横浜の三浦番長(監督)が珍しく感情をあらわにして、界隈が盛り上がっております。これまではどんなに「他の監督ならブチ切れ必至やろ…」と思うような、不甲斐ないプレーを再三見せつけられても、感情を殺してきた三浦監督だからこそ、今回のことがここまで騒がれているのです。
問題は……何回だっけ?(笑) たぶん七回かな?大貫の降板後、マウンドをウィックに託したわけですね。このウィックという投手、はじめのころはストライクが入らない、四球して自滅する、投げてみないとわからないギャンブル枠のような投手だったんだけど(そんな枠はそもそも要らないわけだが)、敗戦処理くらいに格下げされてから、地道に頑張ってきたのです。横浜の投手陣は結構あれなので、回跨ぎもしばしば。それでも文句も言わずにこなしてくれ、また投球内容も次第に信頼できるようになってきたんですね。そろそろ勝ちパターン入りか?と思われていたところ、リードで投入されたのです。
が、ストライクの入らない、持病(?)が発動。久々に見る、悪ウィックです。ストライク入らねえわ、甘くなった球をヒットされるわ、こうなるともうどうしようもないのです。三人目をクソボールで四球にしたところで、たまらず三浦監督がマウンドに。交代か……。
三浦監督、最近は明らかに情けを捨てるようになっているのです。勝ち投手の権利目前でも、だらしない投球をしていたら容赦なく交代。というより、ピッチングの内容を見て、って感じだけどね。「もうこれ以上はあかんわ」って判断でしょう。それは見ててもわかる。今日のウィックははっきり言ってどうしようもなかった。良いところがない。制球できてない。
三浦監督がマウンドに向かうと、ウィックは明らかに怪訝な表情をして、何か言うとともに降板を拒否するジェスチャーを示すが……。
ここで三浦監督が一喝!!!!
鬼の形相でウィックに何か叫びながら(チェンジ!!という噂)、拒否の姿勢もお構いなしに向かっていき、「はいお疲れ様!!!」と言わんばかりに腰に手を当てマウンドから降ろす。
三浦監督がここまで怒った顔をするのはおそらく初めてでは……。
「抑えられないこと」に対して怒ったんじゃない、というのがポイント。あくまで、「降板指示に従わない」から「交代っつってんだろ!!」(想像)と。強制的に巨躯の助っ人外国人を、マウンドを降ろす姿は、正直頼もしかった。

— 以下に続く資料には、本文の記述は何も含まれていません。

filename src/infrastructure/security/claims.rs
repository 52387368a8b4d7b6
// src/infrastructure/security/claims.rs
use crate::application::{
    dto::AuthenticatedUser,
    error::{ApplicationError, ApplicationResult},
};
use crate::domain::user::UserId;
use chrono::DateTime;
use serde::{Deserialize, Serialize};

/// Claims carried by identity-provider access tokens. Issuer and audience are
/// checked by the decoder, so only the identity claims are kept here.
#[derive(Debug, Clone, Serialize, Deserialize)]
pub struct AccessClaims {
    #[serde(default)]
    pub sub: Option<String>,
    #[serde(default)]
    pub email: Option<String>,
    pub exp: i64,
}

impl AccessClaims {
    pub fn into_authenticated(self) -> ApplicationResult<AuthenticatedUser> {
        let sub = non_blank(self.sub)
            .ok_or_else(|| ApplicationError::unauthorized("missing subject claim"))?;
        let email = non_blank(self.email)
            .ok_or_else(|| ApplicationError::unauthorized("missing email claim"))?;

        let id: UserId = sub
            .parse()
            .map_err(|_| ApplicationError::unauthorized("subject claim is not a valid user id"))?;

        Ok(AuthenticatedUser {
            id,
            email,
            expires_at: DateTime::from_timestamp(self.exp, 0),
        })
    }
}

fn non_blank(value: Option<String>) -> Option<String> {
    value.filter(|v| !v.trim().is_empty())
}
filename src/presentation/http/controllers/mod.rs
// src/presentation/http/controllers/mod.rs
pub mod users;
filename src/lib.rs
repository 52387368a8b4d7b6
pub mod application;
pub mod config;
pub mod domain;
pub mod infrastructure;
pub mod presentation;
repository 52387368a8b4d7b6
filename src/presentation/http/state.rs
// src/presentation/http/state.rs
use crate::application::services::ApplicationServices;
use std::sync::Arc;

#[derive(Clone)]
pub struct HttpState {
    pub services: Arc<ApplicationServices>,
}
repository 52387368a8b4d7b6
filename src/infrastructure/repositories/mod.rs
// src/infrastructure/repositories/mod.rs
mod error;
mod postgres_user;

pub use error::{is_email_conflict, map_sqlx};
pub use postgres_user::PostgresUserRepository;
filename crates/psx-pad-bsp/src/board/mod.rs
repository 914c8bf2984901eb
// One board revision so far. Later ones get their own module here.
mod r1;
pub use r1::*;
#![cfg_attr(not(any(test, feature = "use-std")), no_std)]

use postcard_rpc::{endpoints, topics, TopicDirection};
use postcard_schema::Schema;
use psx_bus::PadSettings;
use serde::{Deserialize, Serialize};

mod stats;
pub use stats::*;

// Device Information types
#[derive(Debug, PartialEq, Serialize, Deserialize, Schema, Clone)]
#[cfg_attr(feature = "defmt", derive(defmt::Format))]
pub struct DeviceInfo {
    pub hardware_revision: heapless::String<32>,
    pub software_revision: heapless::String<32>,
    pub manufacturer_name: heapless::String<32>,
}

// Persisted settings
#[derive(Debug, PartialEq, Serialize, Deserialize, Schema, Clone, Copy)]
#[cfg_attr(feature = "defmt", derive(defmt::Format))]
pub struct Settings {
    /// Periodic telemetry dump and steady LED while polling.
    pub debug: bool,
    /// Hold short presses until the console has read them.
    pub latching: bool,
}

impl Default for Settings {
    fn default() -> Self {
        PadSettings::default().into()
    }
}

impl From<PadSettings> for Settings {
    fn from(value: PadSettings) -> Self {
        Self { debug: value.debug, latching: value.latching }
    }
}

impl From<Settings> for PadSettings {
    fn from(value: Settings) -> Self {
        Self { debug: value.debug, latching: value.latching }
    }
}

endpoints! {
    list = ENDPOINT_LIST;
    omit_std = true;
    | EndpointTy                | RequestTy         | ResponseTy            | Path              |
    | ----------                | ---------         | ----------            | ----              |
    // Telemetry endpoints
    | StatsGetEndpoint          | ()                | PadStats              | "stats/get"       |
    | StatsResetEndpoint        | ()                | ()                    | "stats/reset"     |
    | AckStatusEndpoint         | ()                | AckStatus             | "ack/status"      |
    // Settings endpoints
    | SettingsGetEndpoint       | ()                | Settings              | "settings/get"    |
    | SettingsSetEndpoint       | Settings          | bool                  | "settings/set"    |
    // Device Info endpoint (read-only)
    | DeviceInfoGetEndpoint     | ()                | DeviceInfo            | "device/info"     |
}

topics! {
    list = TOPICS_IN_LIST;
    direction = TopicDirection::ToServer;
    | TopicTy                   | MessageTy     | Path              |
    | -------                   | ---------     | ----              |
}

topics! {
    list = TOPICS_OUT_LIST;
    direction = TopicDirection::ToClient;
    | TopicTy                   | MessageTy     | Path              |
    | -------                   | ---------     | ----              |
}

#[cfg(test)]
mod tests {
    use super::*;

    #[test]
    fn settings_convert_both_ways() {
        let pad = PadSettings { debug: true, latching: false };
        let wire = Settings::from(pad);
        assert!(wire.debug);
        assert!(!wire.latching);
        assert_eq!(PadSettings::from(wire), pad);
    }

    #[test]
    fn default_settings_match_the_engine() {
        assert_eq!(
            PadSettings::from(Settings::default()),
            PadSettings::default()
        );
    }
}
/// Keys of the items kept in the settings partition.
#[derive(Debug, PartialEq, Clone, Copy)]
#[cfg_attr(feature = "defmt", derive(defmt::Format))]
pub enum StorageKey {
    PadSettings,
}

impl From<StorageKey> for u16 {
    fn from(key: StorageKey) -> u16 {
        match key {
            StorageKey::PadSettings => 0x0010,
        }
    }
}
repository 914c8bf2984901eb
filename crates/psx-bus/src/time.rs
use crate::error::BusError;

/// Time source for the protocol context.
pub trait Timebase {
    /// Free-running, wrapping counter used for edge timeouts and busy delays.
    fn ticks(&self) -> u32;

    /// Resolution of [`ticks`](Self::ticks).
    fn ticks_per_us(&self) -> u32;

    /// Monotonic microseconds, used for bookkeeping over long horizons
    /// (poll intervals, calibration windows).
    fn now_us(&self) -> u64;

    /// Busy-wait for `us` microseconds. Never yields.
    fn delay_us(&self, us: u32) {
        let start = self.ticks();
        let span = us.saturating_mul(self.ticks_per_us());
        while self.ticks().wrapping_sub(start) < span {
            core::hint::spin_loop();
        }
    }
}

impl<T: Timebase + ?Sized> Timebase for &T {
    fn ticks(&self) -> u32 {
        (**self).ticks()
    }
    fn ticks_per_us(&self) -> u32 {
        (**self).ticks_per_us()
    }
    fn now_us(&self) -> u64 {
        (**self).now_us()
    }
    fn delay_us(&self, us: u32) {
        (**self).delay_us(us)
    }
}

/// Spin until `condition` holds.
///
/// Gives up with [`BusError::Aborted`] as soon as `aborted` reports true, or
/// with [`BusError::Timeout`] once more than `timeout_us` has elapsed. The
/// condition is always checked first, so an edge that lands together with
/// the deadline still counts.
#[inline(always)]
pub fn poll_until<T: Timebase + ?Sized>(
    time: &T,
    timeout_us: u32,
    mut condition: impl FnMut() -> bool,
    mut aborted: impl FnMut() -> bool,
) -> Result<(), BusError> {
    let start = time.ticks();
    let limit = timeout_us.saturating_mul(time.ticks_per_us());
    loop {
        if condition() {
            return Ok(());
        }
        if time.ticks().wrapping_sub(start) > limit {
            return Err(BusError::Timeout);
        }
        if aborted() {
            return Err(BusError::Aborted);
        }
    }
}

ウィックは自分で作ってしまったピンチを自分で処理したかったんだろうけど……あの投球じゃ下げられて文句は言えないでしょ……。
さて、この行為がね。プロ野球というチームスポーツにおいて、監督に造反ってのは、非常に重罪なんですよね。即刻二軍は当たり前、下手すりゃクビになってもおかしくない。まあ、野球に限らずでしょうけど。
責任感ゆえのエキサイトと流してくれるか、「そんな態度は認められない」と処罰されるか。
……どうやら、三浦監督は水に流したようで。まあ、そんなケツの穴のちいさい人ではないのは知っていたけどね。
ウィックのこれまでの頑張りってのは横浜ファンなら知っているし、その態度は反省して、また活躍して欲しいね。……まあ、でもリードで使うのはなかなか厳しい気がしてしまったが……苦笑
その後満塁で渡された坂本が暴投は余計だったけど辛くもリードを保ち、2アウトに。そして佐々木千隼。佐々木千隼の安定感。この投手もまた、敗戦処理を黙々とこなし、回跨ぎもこなし、とベイスターズの生命線として頑張ってくれている投手。この人がいないと、たぶん試合がぶっ壊れてた試合がたくさんある。
そして抑える千隼。たまらん。横浜にはいないタイプの、技巧派です。マウンド上では感情を殺して淡々と投げている千隼が、最後空振り三振でガッツポーズを見せた姿は熱かった。
そして快勝。
鬼の三浦を出さないためにも、最後まで頑張ってほしいものです。